[Stored items]
= Beginning of Section =
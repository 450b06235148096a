pub mod cli;
pub mod config;
pub mod domain;
pub mod error;
pub mod hooks;
pub mod logging;
pub mod runner;
pub mod ui;
pub mod workflow;

pub use error::{Result, ToolError};
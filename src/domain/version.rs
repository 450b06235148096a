use crate::error::{Result, ToolError};
use std::fmt;
use std::fs;
use std::path::Path;

/// The bare project version, as read from a version file
#[derive(Debug, Clone, PartialEq, Eq)]
pub struct ProjectVersion(String);

impl ProjectVersion {
    /// Extract the version from file contents: the first non-blank line,
    /// without surrounding whitespace. Everything after it is ignored.
    pub fn parse(contents: &str) -> Option<Self> {
        contents
            .trim_start()
            .lines()
            .next()
            .map(str::trim_end)
            .filter(|line| !line.is_empty())
            .map(|line| ProjectVersion(line.to_string()))
    }

    /// Read the version from `path`
    ///
    /// # Returns
    /// * `Ok(ProjectVersion)` - the first non-blank line of the file
    /// * `Err(ToolError::BlankVersionFile)` - the file has no non-blank line
    /// * `Err(ToolError::Io)` - the file cannot be read
    pub fn read(path: &Path) -> Result<Self> {
        let contents = fs::read_to_string(path)?;
        Self::parse(&contents).ok_or_else(|| ToolError::BlankVersionFile {
            path: path.to_path_buf(),
        })
    }

    pub fn as_str(&self) -> &str {
        &self.0
    }
}

impl fmt::Display for ProjectVersion {
    fn fmt(&self, f: &mut fmt::Formatter<'_>) -> fmt::Result {
        f.write_str(&self.0)
    }
}

impl AsRef<str> for ProjectVersion {
    fn as_ref(&self) -> &str {
        &self.0
    }
}
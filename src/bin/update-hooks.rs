//! Update hooks in `.pre-commit-config.yaml`.

use anyhow::Result;

use repo_tools::cli::{grok_argv, passthrough_args};
use repo_tools::config::load_config;
use repo_tools::hooks::HookManager;
use repo_tools::logging;
use repo_tools::runner::{CommandRunner, ProcessExecutor, TraceSettings, Tracer};

fn main() -> Result<()> {
    logging::init();

    let (_prog, args) = grok_argv(std::env::args_os());
    let args = passthrough_args(&args);
    let config = load_config(None)?;
    let runner = CommandRunner::new(ProcessExecutor, Tracer::new(TraceSettings::default()));
    let status = HookManager::new(&runner, config.hooks).update(&args)?;
    std::process::exit(status);
}
use std::cell::RefCell;

use crate::error::{Result, ToolError};
use crate::runner::{Executor, Invocation, Outcome};

#[derive(Debug, Clone)]
enum Response {
    Outcome(Outcome),
    SpawnFailure,
}

/// Mock executor for testing without spawning processes
///
/// Responses are keyed by a command-line prefix (`"git tag --list"`); the
/// longest matching prefix wins. Unmatched commands succeed, returning empty
/// output when captured.
#[derive(Debug, Default)]
pub struct MockExecutor {
    responses: RefCell<Vec<(String, Response)>>,
    invocations: RefCell<Vec<Invocation>>,
}

impl MockExecutor {
    pub fn new() -> Self {
        Self::default()
    }

    /// Script the outcome for commands starting with `prefix`
    pub fn respond(&self, prefix: impl Into<String>, outcome: Outcome) -> &Self {
        self.responses
            .borrow_mut()
            .push((prefix.into(), Response::Outcome(outcome)));
        self
    }

    /// Script captured output for commands starting with `prefix`
    pub fn respond_output(&self, prefix: impl Into<String>, output: impl Into<String>) -> &Self {
        self.respond(prefix, Outcome::Captured(output.into()))
    }

    /// Make commands starting with `prefix` fail to spawn
    pub fn fail_spawn(&self, prefix: impl Into<String>) -> &Self {
        self.responses
            .borrow_mut()
            .push((prefix.into(), Response::SpawnFailure));
        self
    }

    /// Everything executed so far, in order
    pub fn invocations(&self) -> Vec<Invocation> {
        self.invocations.borrow().clone()
    }

    /// Command lines executed so far, in order
    pub fn command_lines(&self) -> Vec<String> {
        self.invocations
            .borrow()
            .iter()
            .map(Invocation::command_line)
            .collect()
    }

    /// Whether any executed command line starts with `prefix`
    pub fn ran(&self, prefix: &str) -> bool {
        self.command_lines()
            .iter()
            .any(|line| line.starts_with(prefix))
    }

    fn lookup(&self, command_line: &str) -> Option<Response> {
        self.responses
            .borrow()
            .iter()
            .filter(|(prefix, _)| command_line.starts_with(prefix.as_str()))
            .max_by_key(|(prefix, _)| prefix.len())
            .map(|(_, response)| response.clone())
    }
}

impl Executor for MockExecutor {
    fn execute(&self, invocation: &Invocation) -> Result<Outcome> {
        self.invocations.borrow_mut().push(invocation.clone());

        match self.lookup(&invocation.command_line()) {
            Some(Response::SpawnFailure) => Err(ToolError::SpawnFailed {
                program: invocation.program().to_string(),
                source: std::io::Error::new(std::io::ErrorKind::NotFound, "mock: not found"),
            }),
            Some(Response::Outcome(Outcome::Captured(_))) if !invocation.capture_output => {
                Ok(Outcome::Exited(Some(0)))
            }
            Some(Response::Outcome(outcome)) => Ok(outcome),
            None if invocation.capture_output => Ok(Outcome::Captured(String::new())),
            None => Ok(Outcome::Exited(Some(0))),
        }
    }
}

#[cfg(test)]
mod tests {
    use super::*;

    #[test]
    fn test_mock_records_invocations() {
        let mock = MockExecutor::new();
        mock.execute(&Invocation::new(["git", "status"])).unwrap();
        mock.execute(&Invocation::new(["git", "log"])).unwrap();

        assert_eq!(mock.command_lines(), vec!["git status", "git log"]);
        assert!(mock.ran("git log"));
        assert!(!mock.ran("git push"));
    }

    #[test]
    fn test_mock_longest_prefix_wins() {
        let mock = MockExecutor::new();
        mock.respond("git", Outcome::Exited(Some(2)))
            .respond("git tag", Outcome::Exited(Some(3)));

        let outcome = mock.execute(&Invocation::new(["git", "tag", "v1"])).unwrap();
        assert_eq!(outcome, Outcome::Exited(Some(3)));

        let outcome = mock.execute(&Invocation::new(["git", "push"])).unwrap();
        assert_eq!(outcome, Outcome::Exited(Some(2)));
    }

    #[test]
    fn test_mock_default_capture_is_empty() {
        let mock = MockExecutor::new();
        let outcome = mock
            .execute(&Invocation::new(["git", "tag", "--list"]).capture_output(true))
            .unwrap();
        assert_eq!(outcome, Outcome::Captured(String::new()));
    }

    #[test]
    fn test_mock_spawn_failure() {
        let mock = MockExecutor::new();
        mock.fail_spawn("pre-commit");
        let err = mock
            .execute(&Invocation::new(["pre-commit", "install"]))
            .unwrap_err();
        assert!(matches!(err, ToolError::SpawnFailed { .. }));
    }
}
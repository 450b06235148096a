//! Add an annotated tag for the version of the current git project.

use repo_tools::logging;
use repo_tools::runner::{CommandRunner, ProcessExecutor, TraceSettings, Tracer};
use repo_tools::ui::StdinPrompter;
use repo_tools::workflow;

fn main() {
    logging::init();

    let runner = CommandRunner::new(ProcessExecutor, Tracer::new(TraceSettings::from_env()));
    let status = workflow::main(std::env::args_os(), &runner, &StdinPrompter);
    std::process::exit(status);
}
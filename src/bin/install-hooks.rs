//! Install pre-commit hooks.

use anyhow::Result;

use repo_tools::config::load_config;
use repo_tools::hooks::HookManager;
use repo_tools::logging;
use repo_tools::runner::{CommandRunner, ProcessExecutor, TraceSettings, Tracer};

fn main() -> Result<()> {
    logging::init();

    let config = load_config(None)?;
    let runner = CommandRunner::new(ProcessExecutor, Tracer::new(TraceSettings::default()));
    let status = HookManager::new(&runner, config.hooks).install()?;
    std::process::exit(status);
}
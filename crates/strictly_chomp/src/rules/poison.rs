//! Terminal-condition detection.

use super::super::{Board, Position};
use tracing::instrument;

/// Returns true once the poisoned cell is gone.
///
/// The bite that takes the poison clears the whole bar, so this is also
/// the point where no legal bite remains.
#[instrument(skip(board))]
pub fn is_poison_eaten(board: &Board) -> bool {
    !board.is_present(Position::POISON)
}
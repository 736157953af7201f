//! Tests for Chomp board rules through the public API.

use strictly_chomp::{
    Board, COLS, ChompInvariants, InvariantSet, MoveError, Position, ROWS, apply_chomp,
    is_poison_eaten, legal_moves,
};

fn pos(row: usize, col: usize) -> Position {
    Position::new(row, col).expect("in range")
}

#[test]
fn test_start_board_offers_every_cell() {
    let board = Board::new();
    assert_eq!(legal_moves(&board).len(), 28);
    assert_eq!(board.legal_moves(), legal_moves(&board));
}

#[test]
fn test_peer_bite_scenario() {
    let mut board = Board::new();
    let eaten = apply_chomp(&mut board, pos(1, 2));

    // Rows 1-3, columns 2-6.
    assert_eq!(eaten, 3 * 5);
    assert_eq!(
        board.render(),
        "XXXXXXX\n\
         XX.....\n\
         XX.....\n\
         XX.....\n"
    );
}

#[test]
fn test_legal_moves_never_contain_eaten_cells() {
    let mut board = Board::new();
    for anchor in [pos(3, 3), pos(2, 5), pos(0, 4), pos(1, 1)] {
        apply_chomp(&mut board, anchor);
        for mv in legal_moves(&board) {
            assert!(board.is_present(mv), "{mv} listed but eaten");
        }
        assert_eq!(legal_moves(&board).len(), board.remaining());
    }
}

#[test]
fn test_poison_legal_until_eaten() {
    let mut board = Board::new();
    // Whittle the bar down to the poison alone.
    for anchor in [pos(0, 1), pos(1, 0)] {
        assert!(legal_moves(&board).contains(&Position::POISON));
        board.chomp(anchor).expect("legal bite");
    }
    assert_eq!(legal_moves(&board), vec![Position::POISON]);

    board.chomp(Position::POISON).expect("poison is still legal");
    assert!(is_poison_eaten(&board));
    assert!(legal_moves(&board).is_empty());
    assert_eq!(
        board.chomp(Position::POISON),
        Err(MoveError::AlreadyEaten(Position::POISON))
    );
}

#[test]
fn test_every_single_bite_keeps_invariants() {
    for anchor in Position::all() {
        let mut board = Board::new();
        board.chomp(anchor).expect("full board accepts any bite");
        assert!(ChompInvariants::check_all(&board).is_ok(), "after {anchor}");
        assert_eq!(
            board.remaining(),
            ROWS * COLS - (ROWS - anchor.row()) * (COLS - anchor.col())
        );
    }
}

#[test]
fn test_parse_user_entry() {
    assert_eq!("2 3".parse::<Position>(), Ok(pos(2, 3)));
    assert_eq!(
        "9 9".parse::<Position>(),
        Err(MoveError::OutOfBounds { row: 9, col: 9 })
    );
    assert!(matches!(
        "two three".parse::<Position>(),
        Err(MoveError::Unparseable(_))
    ));
}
= End of Section =
Problem statement: A single figure is required: the number of lines in the data where the word "filter" occurs.

Written reply: 2